芥川和卡夫卡分属不同的国家,却能在几乎同时期创作出同样的作品,不能不说包蕴有某种普遍现象。朱光潜先生在《谈美》的第十五篇说“人生本来就是一种较广义的艺术。每个人的生命史就是他自己的作品”,“过一世生活就好比做一篇文章”[6]。这里通过讲人生和艺术的关系并主张人生的艺术化,把人的生命看作是一篇文章,标举“无所为而为的玩索”。那么也许,纯艺术是没有代价的,把艺术与人生或生活对立起来,艺术终要走向毁灭或悲剧的边缘,但若把两者协调起来,像浮士德似的走出人生的书屋去拥抱这个光怪陆离而又不很模糊的世界,然后一切都该回显出清晰明抹的色彩。而我们最终可以预见的是,在芥川和卡夫卡之后,正在高踏步步入的现代和后现代正在以其饱满的活力去拥抱这个光怪陆离的世界,而两人的几乎同时的去世好像也在向世人预示着人类即将要遭受到的种种压力和体力不支,不能不感佩两人的先见之明。

參考文献:

[1](日)芥川龙之介.罗生门:芥川龙之介中短篇小说集[M].楼适夷等译.南京:译林出版社,1998:5.

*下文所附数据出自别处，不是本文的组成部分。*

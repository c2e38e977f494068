// src/models/config.rs

//! Application configuration structures.

use std::fs;
use std::path::Path;

use serde::{Deserialize, Serialize};

use crate::error::{AppError, Result};
use crate::storage::OutputFormat;

/// Root application configuration.
#[derive(Debug, Clone, Serialize, Deserialize, Default)]
pub struct Config {
    /// Target site addressing
    #[serde(default)]
    pub site: SiteConfig,

    /// HTTP and crawling behavior settings
    #[serde(default)]
    pub crawler: CrawlerConfig,

    /// Output location and format
    #[serde(default)]
    pub output: OutputConfig,
}

impl Config {
    /// Load configuration from a TOML file.
    pub fn load(path: impl AsRef<Path>) -> Result<Self> {
        let content = fs::read_to_string(path)?;
        Ok(toml::from_str(&content)?)
    }

    /// Load configuration or return default if loading fails.
    pub fn load_or_default(path: impl AsRef<Path>) -> Self {
        Self::load(&path).unwrap_or_else(|e| {
            log::warn!(
                "Config load failed from {:?}: {}. Using defaults.",
                path.as_ref(),
                e
            );
            Self::default()
        })
    }

    /// Validate configuration values for basic sanity.
    pub fn validate(&self) -> Result<()> {
        if self.site.domain.trim().is_empty() {
            return Err(AppError::validation("site.domain is empty"));
        }
        if !self.site.search_path.starts_with('/') {
            return Err(AppError::validation("site.search_path must start with /"));
        }
        url::Url::parse(&self.site.search_url())?;
        if self.crawler.user_agents.is_empty() {
            return Err(AppError::validation("crawler.user_agents is empty"));
        }
        if self.crawler.user_agents.iter().any(|ua| ua.trim().is_empty()) {
            return Err(AppError::validation(
                "crawler.user_agents contains an empty entry",
            ));
        }
        if self.crawler.timeout_secs == 0 {
            return Err(AppError::validation("crawler.timeout_secs must be > 0"));
        }
        if self.crawler.max_concurrent == 0 {
            return Err(AppError::validation("crawler.max_concurrent must be > 0"));
        }
        if self.output.dir.trim().is_empty() {
            return Err(AppError::validation("output.dir is empty"));
        }
        Ok(())
    }
}

/// Target site addressing.
#[derive(Debug, Clone, Serialize, Deserialize)]
pub struct SiteConfig {
    /// Hostname of the exam archive
    #[serde(default = "defaults::domain")]
    pub domain: String,

    /// Path of the exam search form page
    #[serde(default = "defaults::search_path")]
    pub search_path: String,
}

impl SiteConfig {
    /// Full URL of the exam search page.
    pub fn search_url(&self) -> String {
        format!("https://{}{}", self.domain, self.search_path)
    }
}

impl Default for SiteConfig {
    fn default() -> Self {
        Self {
            domain: defaults::domain(),
            search_path: defaults::search_path(),
        }
    }
}

/// HTTP client and crawling behavior settings.
#[derive(Debug, Clone, Serialize, Deserialize)]
pub struct CrawlerConfig {
    /// User-Agent headers, rotated across requests
    #[serde(default = "defaults::user_agents")]
    pub user_agents: Vec<String>,

    /// Request timeout in seconds
    #[serde(default = "defaults::timeout")]
    pub timeout_secs: u64,

    /// Delay between requests in milliseconds
    #[serde(default = "defaults::request_delay")]
    pub request_delay_ms: u64,

    /// Maximum concurrent requests
    #[serde(default = "defaults::max_concurrent")]
    pub max_concurrent: usize,
}

impl Default for CrawlerConfig {
    fn default() -> Self {
        Self {
            user_agents: defaults::user_agents(),
            timeout_secs: defaults::timeout(),
            request_delay_ms: defaults::request_delay(),
            max_concurrent: defaults::max_concurrent(),
        }
    }
}

/// Output location and format.
#[derive(Debug, Clone, Serialize, Deserialize)]
pub struct OutputConfig {
    /// Directory for the default output file
    #[serde(default = "defaults::output_dir")]
    pub dir: String,

    /// Serialization format
    #[serde(default)]
    pub format: OutputFormat,
}

impl Default for OutputConfig {
    fn default() -> Self {
        Self {
            dir: defaults::output_dir(),
            format: OutputFormat::default(),
        }
    }
}

mod defaults {
    pub fn domain() -> String {
        "acty.mta.ac.il".to_string()
    }

    pub fn search_path() -> String {
        "/library/pages/examssearch.aspx/".to_string()
    }

    pub fn user_agents() -> Vec<String> {
        vec!["Mozilla/5.0 (compatible; exam-crawler/0.1)".to_string()]
    }

    pub fn timeout() -> u64 {
        30
    }

    pub fn request_delay() -> u64 {
        100
    }

    pub fn max_concurrent() -> usize {
        8
    }

    pub fn output_dir() -> String {
        "output".to_string()
    }
}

[2]刘小枫.沉重的肉身:现代性伦理的叙事纬语[M].北京:华夏出版社.2015:114.

[3](捷)米兰·昆德拉.小说的艺术[M].北京:作家出版社,1992:46.

[4]涂险峰,张箭飞.外国文学[M].北京:北京大学出版社,2004:423.

[5](奥)卡夫卡.卡夫卡短篇小说全集(三):中短篇小说[M].叶廷芳主编.北京:文化艺术出版社,2003:162.

[6]朱光潜.朱光潜全集(第二卷)[M].合肥:安徽教育出版社,1987-91.